** EXTRACTED ENTRIES follows **

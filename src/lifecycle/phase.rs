//! Monotonic lifecycle phase with one barrier per phase.
//!
//! ```text
//!   Starting ──set(Ready)──► Ready
//!      │                       │
//!   barrier[Starting]       barrier[Ready]
//!   (open from creation)    (opened by set)
//! ```

use parking_lot::Mutex;
use serde::{Deserialize, Serialize};

use crate::base::Barrier;
use crate::error::LifecycleError;

/// Totally ordered lifecycle phase.
#[derive(Debug, Clone, Copy, PartialEq, Eq, PartialOrd, Ord, Hash, Serialize, Deserialize)]
#[serde(rename_all = "camelCase")]
pub enum LifecyclePhase {
    /// Services are being created.
    Starting = 1,
    /// The first UI target is ready.
    Ready = 2,
}

impl LifecyclePhase {
    /// Every phase, ascending.
    pub const ALL: [LifecyclePhase; 2] = [LifecyclePhase::Starting, LifecyclePhase::Ready];

    #[inline]
    fn index(self) -> usize {
        self as usize - 1
    }
}

/// Current phase plus the barriers waiters block on.
#[derive(Debug)]
pub struct PhaseGate {
    current: Mutex<LifecyclePhase>,
    barriers: [Barrier; 2],
}

impl Default for PhaseGate {
    fn default() -> Self {
        Self::new()
    }
}

impl PhaseGate {
    /// Starts in [`LifecyclePhase::Starting`] with its barrier open.
    pub fn new() -> Self {
        let gate = Self {
            current: Mutex::new(LifecyclePhase::Starting),
            barriers: [Barrier::new(), Barrier::new()],
        };
        gate.barriers[LifecyclePhase::Starting.index()].open();
        gate
    }

    /// Phase in effect.
    #[inline]
    pub fn phase(&self) -> LifecyclePhase {
        *self.current.lock()
    }

    /// Advances to `phase`, releasing waiters on it and on every earlier phase.
    ///
    /// Setting the current phase again is a no-op; going backwards fails.
    pub fn set(&self, phase: LifecyclePhase) -> Result<(), LifecycleError> {
        {
            let mut current = self.current.lock();
            if phase < *current {
                return Err(LifecycleError::PhaseRegression {
                    current: *current,
                    requested: phase,
                });
            }
            if phase == *current {
                return Ok(());
            }
            *current = phase;
        }

        tracing::debug!(target: "splithost::lifecycle", ?phase, "phase changed");
        for earlier in LifecyclePhase::ALL.iter().filter(|p| **p <= phase) {
            self.barriers[earlier.index()].open();
        }
        Ok(())
    }

    /// Resolves once the phase is at or past `phase`.
    pub async fn when(&self, phase: LifecyclePhase) {
        self.barriers[phase.index()].wait().await;
    }
}

#[cfg(test)]
mod tests {
    use super::*;
    use std::sync::Arc;
    use std::time::Duration;

    #[tokio::test(start_paused = true)]
    async fn when_ready_waits_for_assignment() {
        let gate = Arc::new(PhaseGate::new());
        gate.when(LifecyclePhase::Starting).await;

        let waiter = {
            let gate = Arc::clone(&gate);
            tokio::spawn(async move { gate.when(LifecyclePhase::Ready).await })
        };
        tokio::time::sleep(Duration::from_millis(50)).await;
        assert!(!waiter.is_finished());

        gate.set(LifecyclePhase::Ready).unwrap();
        waiter.await.unwrap();
        gate.when(LifecyclePhase::Starting).await;
    }

    #[test]
    fn phase_never_goes_back() {
        let gate = PhaseGate::new();
        gate.set(LifecyclePhase::Ready).unwrap();
        gate.set(LifecyclePhase::Ready).unwrap();

        let err = gate.set(LifecyclePhase::Starting).unwrap_err();
        assert_eq!(
            err,
            LifecycleError::PhaseRegression {
                current: LifecyclePhase::Ready,
                requested: LifecyclePhase::Starting,
            }
        );
        assert_eq!(gate.phase(), LifecyclePhase::Ready);
    }
}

** End of EXTRACTED ENTRIES **

* _WHAT IS BEING ASKED_:
Each line in the records above with "waiters" must be returned.

* _YOUR SOLUTION_:
/// Current phase plus the barriers waiters block on.
    /// Advances to `phase`, releasing waiters on it and on every earlier phase.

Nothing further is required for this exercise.